Said McCroskey: “If you did something against Julius, you earned it. That never-say-die attitude rubbed off on me.”
During McCroskey’s junior year, an injury to St. Raymond’s star guard Allan Ray thrust McCroskey into the starting lineup. DeCesare restructured the Ravens’ offense around him.
“That was kind of his coming-out party,” DeCesare said. “But he tired out toward the end of the season.”
So McCroskey followed DeCesare’s advice and shot 500 jump shots a day during the summer to hone his technique. This year, McCroskey averaged 16 points and seven rebounds and led the Ravens to a city title.
By then, he’d already committed to Syracuse and earned the late-bloomer tag that elicits a chuckle. (“My mom always told me: It’s always good to be better late than never,” he said.)
SU coaches first noticed McCroskey at last July’s ABCD Camp, which they attended to see Demetris Nichols, who had already committed. At that time, McCroskey was “99 percent” sure he would commit to Rutgers, he said.
In mid-July, SU assistant coach Troy Weaver called DeCesare to express interest in McCroskey. Weaver and SU head coach Jim Boeheim later attended a Las Vegas tournament in which McCroskey played.
At the Empire State Games, held in Syracuse from Aug. 1-3, McCroskey played in the Carrier Dome and toured SU’s campus with Weaver. McCroskey met SU guard Kueth Duany and chatted with Summer Start students. On Aug. 3, McCroskey’s Rosedale Park bruises and predawn workouts paid off when Boeheim offered him a scholarship. Nine days later, McCroskey accepted.

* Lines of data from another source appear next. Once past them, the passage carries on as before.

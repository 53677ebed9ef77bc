//! Revision planning.
//!
//! A revision is a new DRAFT row. Its `original_invoice_id` always points to
//! the version-1 root, so one filter returns a whole chain.

use chrono::NaiveDate;
use uuid::Uuid;

use crate::error::{LedgerError, LockReason};
use crate::invoice::types::InvoiceStatus;

/// The parts of the source invoice a revision depends on.
#[derive(Debug, Clone, Copy, PartialEq, Eq)]
pub struct RevisionSource {
    /// Source invoice id.
    pub id: Uuid,
    /// Source version.
    pub version: i32,
    /// Root of the source's chain, `None` for a version-1 invoice.
    pub original_invoice_id: Option<Uuid>,
    /// Source status.
    pub status: InvoiceStatus,
}

/// Identity fields of the revision to insert.
#[derive(Debug, Clone, Copy, PartialEq, Eq)]
pub struct RevisionPlan {
    /// `source.version + 1`.
    pub version: i32,
    /// Chain root.
    pub original_invoice_id: Uuid,
    /// Issue date of the revision; its year picks the numbering period.
    pub issue_date: NaiveDate,
    /// Always DRAFT.
    pub status: InvoiceStatus,
}

/// Plans a revision of `source` issued on `today`.
///
/// Drafts are rejected with `Locked(AlreadyDraft)` since they can be edited
/// directly.
pub fn plan_revision(source: &RevisionSource, today: NaiveDate) -> Result<RevisionPlan, LedgerError> {
    if source.status == InvoiceStatus::Draft {
        return Err(LedgerError::Locked(LockReason::AlreadyDraft));
    }
    let version = source
        .version
        .checked_add(1)
        .ok_or_else(|| LedgerError::validation("revision limit reached"))?;

    Ok(RevisionPlan {
        version,
        original_invoice_id: source.original_invoice_id.unwrap_or(source.id),
        issue_date: today,
        status: InvoiceStatus::Draft,
    })
}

Now, McCroskey’s focusing on loosening up. Sure, he’ll still practice three hours a day, as he did last night. But he’s hanging out with friends and going on dates, too.
“Where have you been?” friends will say, poking fun at the gym rat’s practice schedule. A few friends jokingly compare him to Ron Artest, a hot-tempered New York City product who now plays for the NBA’s Indiana Pacers.

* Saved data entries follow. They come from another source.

//! Invoice totals.
//!
//! `subtotal = Σ line_total`, `tax_total = round(subtotal × rate / 100)`,
//! `total = subtotal + tax_total`. Each figure is rounded once and then
//! stored as-is.

use rust_decimal::Decimal;
use serde::{Deserialize, Serialize};

use super::{
    INPUT_SCALE, MAX_INPUT_VALUE, ensure_storable, multiply, percentage, round_money, sum,
};
use crate::error::LedgerError;

/// Decimal places accepted on a tax rate.
pub const TAX_RATE_SCALE: u32 = 2;

/// A line item as supplied by the caller.
#[derive(Debug, Clone, PartialEq, Eq, Serialize, Deserialize)]
pub struct LineItemInput {
    /// What is being billed.
    pub description: String,
    /// Quantity, strictly positive.
    pub qty: Decimal,
    /// Price per unit, strictly positive.
    pub unit_price: Decimal,
}

impl LineItemInput {
    /// Convenience constructor.
    pub fn new(description: impl Into<String>, qty: Decimal, unit_price: Decimal) -> Self {
        Self {
            description: description.into(),
            qty,
            unit_price,
        }
    }
}

/// A validated line with its frozen total and 1-based position.
#[derive(Debug, Clone, PartialEq, Eq, Serialize, Deserialize)]
pub struct PricedLine {
    /// 1-based ordinal within the invoice.
    pub position: i32,
    /// Trimmed description.
    pub description: String,
    /// Quantity.
    pub qty: Decimal,
    /// Price per unit.
    pub unit_price: Decimal,
    /// `round(qty × unit_price, 2)`.
    pub line_total: Decimal,
}

/// Stored invoice amounts.
#[derive(Debug, Clone, Copy, PartialEq, Eq, Serialize, Deserialize)]
pub struct InvoiceTotals {
    /// Sum of line totals.
    pub subtotal: Decimal,
    /// Tax on the subtotal.
    pub tax_total: Decimal,
    /// `subtotal + tax_total`.
    pub total: Decimal,
}

/// Result of pricing an item set.
#[derive(Debug, Clone, PartialEq, Eq)]
pub struct PricedInvoice {
    /// Lines in input order.
    pub lines: Vec<PricedLine>,
    /// Tax rate the totals were computed with.
    pub tax_rate: Decimal,
    /// Computed amounts.
    pub totals: InvoiceTotals,
}

/// Validates an item set and computes its totals.
///
/// Rejects an empty item list, blank descriptions, non-positive quantities or
/// prices, inputs with more than 4 decimal places, tax rates outside 0-100, and
/// amounts that would not fit the stored columns.
pub fn price_invoice(
    items: &[LineItemInput],
    tax_rate: Decimal,
) -> Result<PricedInvoice, LedgerError> {
    if items.is_empty() {
        return Err(LedgerError::validation("at least one item is required"));
    }
    validate_tax_rate(tax_rate)?;

    let mut lines = Vec::with_capacity(items.len());
    for (index, item) in items.iter().enumerate() {
        let position = i32::try_from(index + 1)
            .map_err(|_| LedgerError::validation("too many items"))?;
        lines.push(price_line(position, item)?);
    }

    let subtotal = sum(lines.iter().map(|line| line.line_total))?;
    let tax_total = percentage(subtotal, tax_rate)?;
    let total = round_money(subtotal + tax_total);
    ensure_storable(total, "total")?;

    Ok(PricedInvoice {
        lines,
        tax_rate,
        totals: InvoiceTotals {
            subtotal,
            tax_total,
            total,
        },
    })
}

/// Checks that a tax rate is a percentage between 0 and 100.
pub fn validate_tax_rate(tax_rate: Decimal) -> Result<(), LedgerError> {
    if tax_rate.is_sign_negative() && !tax_rate.is_zero() {
        return Err(LedgerError::validation("tax rate cannot be negative"));
    }
    if tax_rate > Decimal::ONE_HUNDRED {
        return Err(LedgerError::validation("tax rate cannot exceed 100"));
    }
    if tax_rate.normalize().scale() > TAX_RATE_SCALE {
        return Err(LedgerError::validation(
            "tax rate supports at most 2 decimal places",
        ));
    }
    Ok(())
}

fn price_line(position: i32, item: &LineItemInput) -> Result<PricedLine, LedgerError> {
    let description = item.description.trim();
    if description.is_empty() {
        return Err(LedgerError::validation(format!(
            "item {position}: description is required"
        )));
    }
    if item.qty <= Decimal::ZERO {
        return Err(LedgerError::validation(format!(
            "item {position}: quantity must be positive"
        )));
    }
    if item.unit_price <= Decimal::ZERO {
        return Err(LedgerError::validation(format!(
            "item {position}: unit price must be positive"
        )));
    }
    if item.qty.normalize().scale() > INPUT_SCALE
        || item.unit_price.normalize().scale() > INPUT_SCALE
    {
        return Err(LedgerError::validation(format!(
            "item {position}: at most 4 decimal places are supported"
        )));
    }
    if item.qty > MAX_INPUT_VALUE || item.unit_price > MAX_INPUT_VALUE {
        return Err(LedgerError::validation(format!(
            "item {position}: quantity and unit price must not exceed {MAX_INPUT_VALUE}"
        )));
    }

    let line_total = multiply(item.qty, item.unit_price)?;
    ensure_storable(line_total, "line total")?;

    Ok(PricedLine {
        position,
        description: description.to_string(),
        qty: item.qty,
        unit_price: item.unit_price,
        line_total,
    })
}

#[cfg(test)]
mod tests {
    use super::*;
    use rust_decimal_macros::dec;

    #[test]
    fn test_price_invoice_basic() {
        let items = vec![
            LineItemInput::new("Design", dec!(2), dec!(150.00)),
            LineItemInput::new("Hosting", dec!(1), dec!(25.50)),
        ];

        let priced = price_invoice(&items, dec!(10)).unwrap();

        assert_eq!(priced.lines[0].line_total, dec!(300.00));
        assert_eq!(priced.lines[1].line_total, dec!(25.50));
        assert_eq!(priced.totals.subtotal, dec!(325.50));
        assert_eq!(priced.totals.tax_total, dec!(32.55));
        assert_eq!(priced.totals.total, dec!(358.05));
    }

    #[test]
    fn test_positions_are_one_based_in_input_order() {
        let items = vec![
            LineItemInput::new("first", dec!(1), dec!(1)),
            LineItemInput::new("second", dec!(1), dec!(1)),
            LineItemInput::new("third", dec!(1), dec!(1)),
        ];

        let priced = price_invoice(&items, Decimal::ZERO).unwrap();
        let positions: Vec<_> = priced.lines.iter().map(|l| l.position).collect();

        assert_eq!(positions, vec![1, 2, 3]);
        assert_eq!(priced.lines[2].description, "third");
    }

    #[test]
    fn test_fractional_inputs_round_per_line() {
        // 0.333 x 10.01 = 3.33333 -> 3.33 (rounded per line, not at the end)
        let items = vec![
            LineItemInput::new("a", dec!(0.333), dec!(10.01)),
            LineItemInput::new("b", dec!(0.333), dec!(10.01)),
            LineItemInput::new("c", dec!(0.333), dec!(10.01)),
        ];

        let priced = price_invoice(&items, dec!(12.5)).unwrap();

        assert_eq!(priced.totals.subtotal, dec!(9.99));
        // 9.99 x 12.5% = 1.24875 -> 1.25
        assert_eq!(priced.totals.tax_total, dec!(1.25));
        assert_eq!(priced.totals.total, dec!(11.24));
    }

    #[test]
    fn test_description_is_trimmed() {
        let items = vec![LineItemInput::new("  Consulting  ", dec!(1), dec!(10))];
        let priced = price_invoice(&items, Decimal::ZERO).unwrap();
        assert_eq!(priced.lines[0].description, "Consulting");
    }

    #[test]
    fn test_rejects_empty_items() {
        let err = price_invoice(&[], Decimal::ZERO).unwrap_err();
        assert!(matches!(err, LedgerError::Validation(_)));
    }

    #[test]
    fn test_rejects_non_positive_qty_and_price() {
        let zero_qty = vec![LineItemInput::new("x", Decimal::ZERO, dec!(10))];
        assert!(matches!(
            price_invoice(&zero_qty, Decimal::ZERO),
            Err(LedgerError::Validation(_))
        ));

        let negative_price = vec![LineItemInput::new("x", dec!(1), dec!(-10))];
        assert!(matches!(
            price_invoice(&negative_price, Decimal::ZERO),
            Err(LedgerError::Validation(_))
        ));
    }

    #[test]
    fn test_rejects_blank_description() {
        let items = vec![LineItemInput::new("   ", dec!(1), dec!(10))];
        assert!(price_invoice(&items, Decimal::ZERO).is_err());
    }

    #[test]
    fn test_rejects_excess_precision() {
        let items = vec![LineItemInput::new("x", dec!(1.00001), dec!(10))];
        assert!(price_invoice(&items, Decimal::ZERO).is_err());

        // Trailing zeros do not count.
        let items = vec![LineItemInput::new("x", dec!(1.500000), dec!(10))];
        assert!(price_invoice(&items, Decimal::ZERO).is_ok());
    }

    #[test]
    fn test_tax_rate_bounds() {
        assert!(validate_tax_rate(Decimal::ZERO).is_ok());
        assert!(validate_tax_rate(dec!(100)).is_ok());
        assert!(validate_tax_rate(dec!(7.25)).is_ok());
        assert!(validate_tax_rate(dec!(-0.01)).is_err());
        assert!(validate_tax_rate(dec!(100.01)).is_err());
        assert!(validate_tax_rate(dec!(7.125)).is_err());
    }

    #[test]
    fn test_rejects_unstorable_total() {
        let items = vec![LineItemInput::new("x", dec!(1000000), dec!(1000000000))];
        assert!(price_invoice(&items, Decimal::ZERO).is_err());
    }

    #[test]
    fn test_rejects_qty_and_price_beyond_column() {
        // A tiny line total does not excuse a quantity the column cannot hold.
        let huge_qty = vec![LineItemInput::new("x", dec!(100000000000), dec!(0.001))];
        assert!(matches!(
            price_invoice(&huge_qty, Decimal::ZERO),
            Err(LedgerError::Validation(_))
        ));

        let huge_price = vec![LineItemInput::new("x", dec!(0.0001), dec!(10000000000))];
        assert!(matches!(
            price_invoice(&huge_price, Decimal::ZERO),
            Err(LedgerError::Validation(_))
        ));

        let at_limit = vec![LineItemInput::new("x", dec!(0.0001), MAX_INPUT_VALUE)];
        assert!(price_invoice(&at_limit, Decimal::ZERO).is_ok());
    }
}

On Monday night, McCroskey and several buddies watched the movie “Above the Rim.” Last night, McCroskey visited his maternal grandmother, Winfred McCroskey.
Because of the window incident, McCroskey said, some people labeled him a hothead.
“I guess I take (basketball) too serious sometimes,” he said. “But I’m not going to change.”
He paused for a moment, perhaps thinking back to the blood that flowed from his arm seven weeks ago.
“It made me think,” he said. “Yeah, I have to be a gym rat. But I have to be Louie McCroskey the person, too.
“People misconstrue me. So I’m learning to smile more, have fun.”